### WHAT YOU HAVE TO DO:
Report each line of the material below where the word "PersistentStore" can be found.
** Opening EXERCISE DATA block **
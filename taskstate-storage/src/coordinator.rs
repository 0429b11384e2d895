//! Cache access coordinator.
//!
//! Owns the directory lock and the persistent store for one build session and
//! serializes caller threads onto them.
//!
//! ```text
//!   use_cache ──→ wait for owner == None ──→ owner = me ──→ lock held? ──no──→ acquire
//!       │                                                        │
//!       └── owner == me: depth += 1 (no relock)                  └── open store once
//!
//!   scope exit (depth → 0): owner = None; release lock only if nobody is
//!   waiting and either this thread is inside its own long-running operation,
//!   another thread requested a release, or the session is stopping
//! ```
//!
//! The lock is kept across successive callers taking turns, even while other
//! threads run long-running operations. It is given up when a long-running
//! operation starts while nobody owns or waits for the cache (or, failing that,
//! when the current owner's scope ends), and on `stop()`.

use std::collections::HashMap;
use std::sync::{Arc, Condvar, Mutex, MutexGuard, PoisonError};
use std::thread::{self, ThreadId};
use std::time::Duration;

use chrono::Utc;
use serde::de::DeserializeOwned;
use serde::Serialize;
use taskstate_core::{
    new_session_id, CacheAccessConfig, HeldLock, LockMode, ParallelismMode, SessionError, SessionId,
    SessionState, StorageError, TaskStateError, TaskStateResult, Timestamp,
};
use tracing::{debug, debug_span, info, trace, warn};

use crate::cache::registry::{CacheRegistry, CacheSlot};
use crate::cache::{CacheKey, CacheValue, NamedCache, OverlayStats, ValueSerialization};
use crate::store::{LmdbStoreFactory, LockHandle, PersistentStore, RawPartition, StoreFactory, StoreLocation};

/// The coordinator of the task artifact state cache.
pub type TaskArtifactStateCacheAccess = CacheAccessCoordinator;

/// Counters accumulated over one session.
#[derive(Debug, Clone, Copy, Default, PartialEq, Eq, Serialize)]
pub struct AccessCounters {
    pub lock_acquisitions: u64,
    pub lock_releases: u64,
    pub store_opens: u64,
    /// Cache access scopes entered, nested re-entries included.
    pub scopes_entered: u64,
    /// Entries that had to wait for another thread's scope.
    pub contended_entries: u64,
    pub long_running_operations: u64,
}

/// Point-in-time view of a coordinator.
#[derive(Debug, Clone, PartialEq, Serialize)]
pub struct CoordinatorStatus {
    pub session_id: SessionId,
    pub display_name: String,
    pub state: SessionState,
    pub parallelism: ParallelismMode,
    pub lock_mode: LockMode,
    pub lock_held: bool,
    pub lock_acquired_at: Option<Timestamp>,
    pub store_open: bool,
    pub counters: AccessCounters,
    /// Threads currently inside any scope.
    pub active_threads: usize,
    /// Threads blocked waiting for a cache access scope.
    pub waiting: usize,
    pub started_at: Option<Timestamp>,
    pub caches: Vec<String>,
}

struct AccessState {
    lifecycle: SessionState,
    /// Thread currently inside a cache access scope.
    owner: Option<ThreadId>,
    /// Nesting depth of the owner's cache access scopes.
    depth: usize,
    waiting: usize,
    /// Open long-running operations per thread.
    long_running: HashMap<ThreadId, usize>,
    /// A long-running operation began while another thread owned the scope;
    /// the lock goes once that thread's scope ends with nobody waiting.
    release_requested: bool,
    /// Open scopes of either kind per thread.
    active: HashMap<ThreadId, usize>,
    /// Taken out while an acquisition is in progress.
    lock: Option<Box<dyn LockHandle>>,
    held: Option<HeldLock>,
    store: Option<Box<dyn PersistentStore>>,
    registry: CacheRegistry,
    counters: AccessCounters,
    started_at: Option<Timestamp>,
    contention_warned: bool,
}

impl AccessState {
    fn new(lock: Box<dyn LockHandle>) -> Self {
        Self {
            lifecycle: SessionState::NotStarted,
            owner: None,
            depth: 0,
            waiting: 0,
            long_running: HashMap::new(),
            release_requested: false,
            active: HashMap::new(),
            lock: Some(lock),
            held: None,
            store: None,
            registry: CacheRegistry::default(),
            counters: AccessCounters::default(),
            started_at: None,
            contention_warned: false,
        }
    }

    /// Whether `thread` may open a new scope. While stopping, only threads
    /// already inside a scope may nest further.
    fn admits(&self, thread: ThreadId) -> bool {
        match self.lifecycle {
            SessionState::Running => true,
            SessionState::Stopping => self.active.contains_key(&thread),
            SessionState::NotStarted | SessionState::Stopped => false,
        }
    }

    fn ensure_admits(&self, thread: ThreadId) -> Result<(), SessionError> {
        if self.admits(thread) {
            Ok(())
        } else {
            self.lifecycle.ensure_accepting()
        }
    }

    fn enter_active(&mut self, thread: ThreadId) {
        *self.active.entry(thread).or_insert(0) += 1;
    }

    fn leave_active(&mut self, thread: ThreadId) {
        decrement(&mut self.active, thread);
    }

    fn in_long_running(&self, thread: ThreadId) -> bool {
        self.long_running.contains_key(&thread)
    }
}

fn decrement(counts: &mut HashMap<ThreadId, usize>, thread: ThreadId) {
    if let Some(count) = counts.get_mut(&thread) {
        *count = count.saturating_sub(1);
        if *count == 0 {
            counts.remove(&thread);
        }
    }
}

pub(crate) struct Session {
    id: SessionId,
    location: StoreLocation,
    lock_mode: LockMode,
    lock_timeout: Duration,
    parallelism: ParallelismMode,
    factory: Arc<dyn StoreFactory>,
    state: Mutex<AccessState>,
    /// Signalled whenever ownership is given up or a scope ends.
    turn: Condvar,
}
** Closing EXERCISE DATA block **
### FINISHED EXERCISE:
use crate::store::{LmdbStoreFactory, LockHandle, PersistentStore, RawPartition, StoreFactory, StoreLocation};
    store: Option<Box<dyn PersistentStore>>,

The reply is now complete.